The new minister for employment and labour, Thulas Nxesi, has been urged by the United National Transport Union (Untu) to review the threshold of the Basic Conditions of Employment Act (BCEA).
This comes after Untu claimed in a statement that the BCEA threshold has been stagnant for the past five years.
In the statement the union says it had requested Nxesi’s predecessor, Mildred Oliphant, on several occasions to review the threshold.
Untu says their attempts to get Oliphant to review the Act had been in vain, despite a personal undertaking she gave in late January to consider this matter urgently.
The threshold is said to have not increased since July, 2014.
Steve Harris, general secretary of the union, says Untu has been pushing for the BCEA threshold to be increased so that all employees earning below it have the full protection of every section of the Act.
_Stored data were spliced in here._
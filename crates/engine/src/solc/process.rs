// Relic - Solidity Recompiler
// Copyright (C) 2024 Zhuo Zhang and Wuqi Zhang
//
// This program is free software: you can redistribute it and/or modify
// it under the terms of the GNU Affero General Public License as published by
// the Free Software Foundation, either version 3 of the License, or
// (at your option) any later version.
//
// This program is distributed in the hope that it will be useful,
// but WITHOUT ANY WARRANTY; without even the implied warranty of
// MERCHANTABILITY or FITNESS FOR A PARTICULAR PURPOSE. See the
// GNU Affero General Public License for more details.
//
// You should have received a copy of the GNU Affero General Public License
// along with this program. If not, see <https://www.gnu.org/licenses/>.

//! Compiler subprocesses.
//!
//! Both the native binary and the `soljson` runner speak standard JSON over
//! stdin and stdout. The child is spawned with `kill_on_drop`, so every early return (oversized
//! output, timeout, I/O failure) kills it and leaves reaping to the runtime.
//! Its stdin is closed as soon as the request has been written.

use std::{ffi::OsStr, path::Path, process::Stdio, time::Duration};

use tokio::{
    io::{AsyncRead, AsyncReadExt, AsyncWriteExt},
    process::{Child, ChildStderr, ChildStdin, ChildStdout, Command},
};
use tracing::{debug, trace};

use crate::{CompileError, CompilerConfig};

/// Flag selecting the standard-JSON protocol.
pub const STANDARD_JSON_FLAG: &str = "--standard-json";

/// Limits applied to one compiler run.
#[derive(Debug, Clone, Copy, PartialEq, Eq)]
pub struct ProcessLimits {
    /// Capacity of each output stream in bytes
    pub max_output_size: usize,
    /// Wall-clock limit of the whole exchange
    pub timeout: Option<Duration>,
}

impl From<&CompilerConfig> for ProcessLimits {
    fn from(config: &CompilerConfig) -> Self {
        Self { max_output_size: config.max_output_size, timeout: config.timeout }
    }
}

/// Run `binary --standard-json`, feeding `input` on stdin, and return stdout.
pub async fn run_standard_json(
    binary: &Path,
    input: &[u8],
    limits: ProcessLimits,
) -> Result<String, CompileError> {
    run_piped(binary, &[OsStr::new(STANDARD_JSON_FLAG)], input, limits).await
}

/// Run `program` with `args`, feeding `input` on stdin, and return stdout
/// within `limits`. Anything written to stderr fails the run.
pub async fn run_piped(
    program: &Path,
    args: &[&OsStr],
    input: &[u8],
    limits: ProcessLimits,
) -> Result<String, CompileError> {
    let mut child = Command::new(program)
        .args(args)
        .stdin(Stdio::piped())
        .stdout(Stdio::piped())
        .stderr(Stdio::piped())
        .kill_on_drop(true)
        .spawn()
        .map_err(|source| CompileError::Spawn { path: program.to_path_buf(), source })?;
    trace!(program = %program.display(), pid = ?child.id(), "spawned compiler");

    let (Some(stdin), Some(stdout), Some(stderr)) =
        (child.stdin.take(), child.stdout.take(), child.stderr.take())
    else {
        return Err(CompileError::Process { stderr: "no stdio on compiler process".into() });
    };

    let exchange = exchange(child, stdin, stdout, stderr, input, limits.max_output_size);
    match limits.timeout {
        Some(timeout) => tokio::time::timeout(timeout, exchange)
            .await
            .map_err(|_| CompileError::Timeout(timeout))?,
        None => exchange.await,
    }
}

async fn exchange(
    mut child: Child,
    stdin: ChildStdin,
    stdout: ChildStdout,
    stderr: ChildStderr,
    input: &[u8],
    limit: usize,
) -> Result<String, CompileError> {
    let (written, stdout, stderr) = tokio::try_join!(
        write_input(stdin, input),
        read_limited(stdout, limit),
        read_limited(stderr, limit),
    )?;
    let status = child.wait().await?;
    debug!(%status, stdout = stdout.len(), stderr = stderr.len(), "compiler exited");

    if !stderr.is_empty() {
        return Err(CompileError::Process { stderr: String::from_utf8_lossy(&stderr).into_owned() });
    }
    if !status.success() {
        return Err(CompileError::Process { stderr: format!("compiler exited with {status}") });
    }
    written?;

    String::from_utf8(stdout).map_err(|e| CompileError::Process {
        stderr: format!("compiler output is not valid UTF-8: {e}"),
    })
}

/// Write the request and close stdin. A compiler that exits without reading
/// its input is reported through its exit status, so the write error is
/// handed back instead of aborting the exchange.
async fn write_input(
    mut stdin: ChildStdin,
    input: &[u8],
) -> Result<std::io::Result<()>, CompileError> {
    let result = async {
        stdin.write_all(input).await?;
        stdin.shutdown().await
    }
    .await;
    drop(stdin);
    Ok(result)
}

async fn read_limited<R>(reader: R, limit: usize) -> Result<Vec<u8>, CompileError>
where
    R: AsyncRead + Unpin,
{
    let mut buf = Vec::new();
    reader.take(limit as u64 + 1).read_to_end(&mut buf).await?;
    if buf.len() > limit {
        return Err(CompileError::OutputTooLarge { limit });
    }
    Ok(buf)
}
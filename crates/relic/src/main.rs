// Relic - Solidity Recompiler
// Copyright (C) 2024 Zhuo Zhang and Wuqi Zhang
//
// This program is free software: you can redistribute it and/or modify
// it under the terms of the GNU Affero General Public License as published by
// the Free Software Foundation, either version 3 of the License, or
// (at your option) any later version.
//
// This program is distributed in the hope that it will be useful,
// but WITHOUT ANY WARRANTY; without even the implied warranty of
// MERCHANTABILITY or FITNESS FOR A PARTICULAR PURPOSE. See the
// GNU Affero General Public License for more details.
//
// You should have received a copy of the GNU Affero General Public License
// along with this program. If not, see <https://www.gnu.org/licenses/>.

//! Relic command-line interface.

use std::{path::PathBuf, time::Duration};

use clap::{Parser, Subcommand};
use eyre::Result;
use relic_common::env::{
    RELIC_CACHE_DIR, RELIC_SOLCJS_RUNNER, RELIC_SOLC_PLATFORM, RELIC_SOLC_REPOSITORY,
    RELIC_SOLC_TIMEOUT,
};
use relic_engine::{CompilerConfig, DEFAULT_SOLC_PLATFORM, DEFAULT_SOLC_REPOSITORY};

mod cmd;

/// Relic command-line arguments
#[derive(Debug, Parser)]
#[command(name = "relic")]
#[command(about = "Relic - Recompile Solidity contracts with the exact historical compiler")]
#[command(version)]
pub struct Cli {
    /// Cache directory for compiler builds (default: ~/.relic/cache)
    #[arg(long, env = RELIC_CACHE_DIR)]
    pub cache_dir: Option<PathBuf>,

    /// Platform directory of the binary repository
    #[arg(long, env = RELIC_SOLC_PLATFORM, default_value = DEFAULT_SOLC_PLATFORM)]
    pub platform: String,

    /// Root URL of the compiler binary repository
    #[arg(long, env = RELIC_SOLC_REPOSITORY, default_value = DEFAULT_SOLC_REPOSITORY)]
    pub repository: String,

    /// Timeout in seconds for a single native compiler run
    #[arg(long, env = RELIC_SOLC_TIMEOUT)]
    pub timeout: Option<u64>,

    /// Runner script for soljson builds, used when no native build exists
    #[arg(long, env = RELIC_SOLCJS_RUNNER)]
    pub solcjs_runner: Option<PathBuf>,

    /// Always compile with soljson builds, even if a native build exists
    #[arg(long)]
    pub force_fallback: bool,

    /// Also write logs to a daily-rotated file
    #[arg(long)]
    pub log_file: bool,

    /// Command to execute
    #[command(subcommand)]
    pub command: Commands,
}

/// Available commands
#[derive(Debug, Subcommand)]
pub enum Commands {
    /// Recompile target directories and write their verification artifacts
    Recompile {
        /// Target directories, each holding a metadata.json and its sources
        #[arg(required = true)]
        dirs: Vec<PathBuf>,

        /// Directory receiving <name>.json for every target
        #[arg(long, short, default_value = "out")]
        out_dir: PathBuf,
    },
    /// Download a native compiler build into the cache
    Install {
        /// Compiler version, e.g. 0.8.17+commit.8df45f5f
        version: String,
    },
}

impl Cli {
    /// Compiler configuration from the command-line flags.
    pub fn compiler_config(&self) -> CompilerConfig {
        let mut config = CompilerConfig::default()
            .with_platform(&self.platform)
            .with_repository_url(&self.repository)
            .with_force_fallback(self.force_fallback);
        if let Some(cache_dir) = &self.cache_dir {
            config = config.with_cache_root(cache_dir);
        }
        if let Some(timeout) = self.timeout {
            config = config.with_timeout(Duration::from_secs(timeout));
        }
        if let Some(runner) = &self.solcjs_runner {
            config = config.with_solcjs_runner(runner);
        }
        config
    }
}

#[tokio::main]
async fn main() -> Result<()> {
    // Load environment variables
    dotenv::dotenv().ok();

    // Parse CLI arguments
    let cli = Cli::parse();
    relic_common::init_logging("relic", cli.log_file)?;

    let config = cli.compiler_config();
    tracing::debug!(?config, "using compiler configuration");

    match &cli.command {
        Commands::Recompile { dirs, out_dir } => cmd::recompile(&config, dirs, out_dir).await,
        Commands::Install { version } => cmd::install(&config, version).await,
    }
}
Currently the BCEA limits ordinary hours to 45 hours per week, secures overtime for any work that exceeds the limit, limits a shortened working week, makes provision for work-week averaging, guarantees daily and other rest periods, and rules on issues such as increased pay for night-time labour and work on Sundays, including public holidays.
Harris says employees who earn in excess of the threshold are not entitled to the minimum protections contained in the Act.
Untu is of the view that the increase is long overdue. The previous threshold was R193 805.00 before Oliphant increased it in July, 2014.